### Exercise description
Return the lines of the data below exactly. Start at the first and end with the line containing "use crate::models::ScraperConfig;".

### Given data
===============

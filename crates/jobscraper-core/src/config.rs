//! Source table loaded from TOML.
//!
//! ```toml
//! [scrapers.jobsch]
//! base_url = "${JOBSCH_BASE_URL}"
//! schedule = "0 */6 * * *"
//! default_pages = 5
//! max_pages = 20
//! ```

use std::collections::BTreeMap;
use std::path::Path;

use serde::Deserialize;

use crate::cron::CronSchedule;
use crate::error::AppError;
use crate::models::ScraperConfig;

pub const DEFAULT_CONFIG_PATH: &str = "config/scrapers.toml";

fn default_query() -> String {
    "software".to_string()
}

fn default_page_size() -> u32 {
    20
}

fn default_pages() -> u32 {
    5
}

fn default_max_pages() -> u32 {
    20
}

/// Wiring and limits for one named source.
#[derive(Debug, Clone, PartialEq, Eq, Deserialize)]
pub struct SourceSettings {
    pub base_url: String,
    #[serde(default)]
    pub api_key: Option<String>,
    #[serde(default = "default_query")]
    pub query: String,
    #[serde(default = "default_page_size")]
    pub page_size: u32,
    pub schedule: String,
    #[serde(default = "default_pages")]
    pub default_pages: u32,
    #[serde(default = "default_max_pages")]
    pub max_pages: u32,
}

impl SourceSettings {
    pub fn scraper_config(&self) -> ScraperConfig {
        ScraperConfig {
            schedule: self.schedule.clone(),
            default_pages: self.default_pages,
            max_pages: self.max_pages,
        }
    }
}

#[derive(Debug, Clone, Default, Deserialize)]
pub struct SourcesFile {
    #[serde(default)]
    pub scrapers: BTreeMap<String, SourceSettings>,
}

impl SourcesFile {
    /// Read and validate a sources file.
    pub fn load(path: &Path) -> Result<Self, AppError> {
        let text = std::fs::read_to_string(path).map_err(|e| {
            AppError::ConfigError(format!("cannot read {}: {e}", path.display()))
        })?;
        tracing::info!(path = %path.display(), "Loading scraper configuration");
        Self::parse(&text)
    }

    /// Parse, expand `${VAR}` placeholders, and validate.
    pub fn parse(text: &str) -> Result<Self, AppError> {
        let mut file: SourcesFile = toml::from_str(text)
            .map_err(|e| AppError::ConfigError(format!("invalid scraper configuration: {e}")))?;

        for (name, settings) in file.scrapers.iter_mut() {
            settings.base_url = expand_env(&settings.base_url)?;
            if let Some(key) = settings.api_key.take() {
                let key = expand_env(&key)?;
                settings.api_key = (!key.is_empty()).then_some(key);
            }
            validate(name, settings)?;
        }

        Ok(file)
    }

    /// Schedule and page limits per source.
    pub fn scraper_configs(&self) -> BTreeMap<String, ScraperConfig> {
        self.scrapers
            .iter()
            .map(|(name, settings)| (name.clone(), settings.scraper_config()))
            .collect()
    }
}

fn validate(name: &str, settings: &SourceSettings) -> Result<(), AppError> {
    if settings.base_url.trim().is_empty() {
        return Err(AppError::ConfigError(format!(
            "required configuration field missing: scrapers.{name}.base_url"
        )));
    }
    if settings.page_size == 0 {
        return Err(AppError::ConfigError(format!(
            "page_size must be at least 1 for scraper {name}"
        )));
    }
    settings.scraper_config().validate(name)?;
    CronSchedule::parse(&settings.schedule).map_err(|e| {
        AppError::ConfigError(format!("invalid schedule format for scraper {name}: {e}"))
    })?;
    Ok(())
}

/// Replace a whole-value `${VAR}` placeholder with the variable's value.
fn expand_env(value: &str) -> Result<String, AppError> {
    let trimmed = value.trim();
    let Some(var) = trimmed
        .strip_prefix("${")
        .and_then(|rest| rest.strip_suffix('}'))
    else {
        return Ok(value.to_string());
    };

    std::env::var(var).map_err(|_| {
        AppError::ConfigError(format!("environment variable {var} is not set"))
    })
}
use std::collections::HashSet;
use std::sync::Arc;

use axum::Router;
use jobscraper_core::error::AppError;
use jobscraper_core::instrument::{InstrumentedStore, Metrics};
use jobscraper_core::models::{Job, ScraperConfig};
use jobscraper_core::pipeline::ScraperService;
use jobscraper_core::registry::RunStatusRegistry;
use jobscraper_core::runner::ScrapeRunner;
use jobscraper_core::traits::{JobProcessor, Scraper};
use jobscraper_db::{Database, PgJobStore};
use jobscraper_server::routes;
use jobscraper_server::state::AppState;
use sqlx::PgPool;
use sqlx::postgres::PgPoolOptions;
use testcontainers::core::{ContainerPort, WaitFor};
use testcontainers::runners::AsyncRunner;
use testcontainers::{ContainerAsync, GenericImage, ImageExt};
use tokio_util::sync::CancellationToken;

pub const TEST_API_KEY: &str = "test-api-key-12345";

/// Returns a fixed list of raw jobs.
#[derive(Clone)]
pub struct FixedScraper {
    pub jobs: Vec<Job>,
}

impl Scraper for FixedScraper {
    fn name(&self) -> &str {
        "Fixed"
    }

    async fn scrape(&self, _cancel: &CancellationToken) -> Result<Vec<Job>, AppError> {
        Ok(self.jobs.clone())
    }
}

/// Fills in a title; fails for URLs containing "broken".
#[derive(Clone)]
pub struct TitleProcessor;

impl JobProcessor for TitleProcessor {
    async fn process(&self, job: &Job) -> Result<Job, AppError> {
        if job.url.contains("broken") {
            return Err(AppError::ParseError("unparseable reply".into()));
        }
        Ok(Job {
            title: format!("Title for {}", job.description),
            ..job.clone()
        })
    }
}

pub type TestRunner = ScrapeRunner<InstrumentedStore<PgJobStore>, TitleProcessor, FixedScraper>;

pub struct TestApp {
    pub router: Router,
    pub runner: Arc<TestRunner>,
    pub store: PgJobStore,
    _container: ContainerAsync<GenericImage>,
}

/// Spin up PostgreSQL and build the app around a runner with one source, `fixed`.
///
/// The returned `TestApp` owns the container; dropping it stops the database.
pub async fn setup_test_app(scraped: Vec<Job>) -> TestApp {
    let container = GenericImage::new("postgres", "16")
        .with_exposed_port(ContainerPort::Tcp(5432))
        .with_wait_for(WaitFor::message_on_stderr(
            "database system is ready to accept connections",
        ))
        .with_env_var("POSTGRES_PASSWORD", "postgres")
        .with_env_var("POSTGRES_DB", "jobscraper_test")
        .start()
        .await
        .expect("Failed to start PostgreSQL container");

    let host = container.get_host().await.expect("Failed to get host");
    let port = container
        .get_host_port_ipv4(5432)
        .await
        .expect("Failed to get port");

    let url = format!("postgresql://postgres:postgres@{host}:{port}/jobscraper_test");
    let pool = retry_connect(&url).await;

    let db = Database::from_pool(pool);
    db.migrate().await.expect("Failed to run migrations");

    let metrics = Metrics::new();
    let store = InstrumentedStore::new(db.job_store(), "postgres", metrics.clone());
    let service = ScraperService::new(store.clone(), TitleProcessor, RunStatusRegistry::new());
    let mut runner = ScrapeRunner::new(service);
    runner
        .register(
            "fixed",
            FixedScraper { jobs: scraped },
            ScraperConfig {
                schedule: "0 * * * *".into(),
                default_pages: 1,
                max_pages: 3,
            },
        )
        .expect("Failed to register scraper");
    let runner = Arc::new(runner);

    let state = Arc::new(AppState {
        db: db.clone(),
        jobs: store,
        runs: runner.clone(),
        metrics,
        api_key: TEST_API_KEY.to_string(),
    });

    TestApp {
        router: routes::router(state),
        runner,
        store: db.job_store(),
        _container: container,
    }
}

pub fn raw_jobs(urls: &[&str]) -> Vec<Job> {
    urls.iter()
        .map(|url| Job::raw(*url, format!("desc {url}")))
        .collect()
}

pub fn urls(jobs: &[Job]) -> HashSet<String> {
    jobs.iter().map(|j| j.url.clone()).collect()
}

async fn retry_connect(url: &str) -> PgPool {
    for _ in 0..30 {
        if let Ok(pool) = PgPoolOptions::new().max_connections(5).connect(url).await {
            return pool;
        }
        tokio::time::sleep(std::time::Duration::from_millis(100)).await;
    }
    panic!("Failed to connect to test database");
}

===============

### Result of the exercise
filename crates/jobscraper-core/src/config.rs
//! Source table loaded from TOML.
//!
//! ```toml
//! [scrapers.jobsch]
//! base_url = "${JOBSCH_BASE_URL}"
//! schedule = "0 */6 * * *"
//! default_pages = 5
//! max_pages = 20
//! ```

use std::collections::BTreeMap;
use std::path::Path;

use serde::Deserialize;

use crate::cron::CronSchedule;
use crate::error::AppError;
use crate::models::ScraperConfig;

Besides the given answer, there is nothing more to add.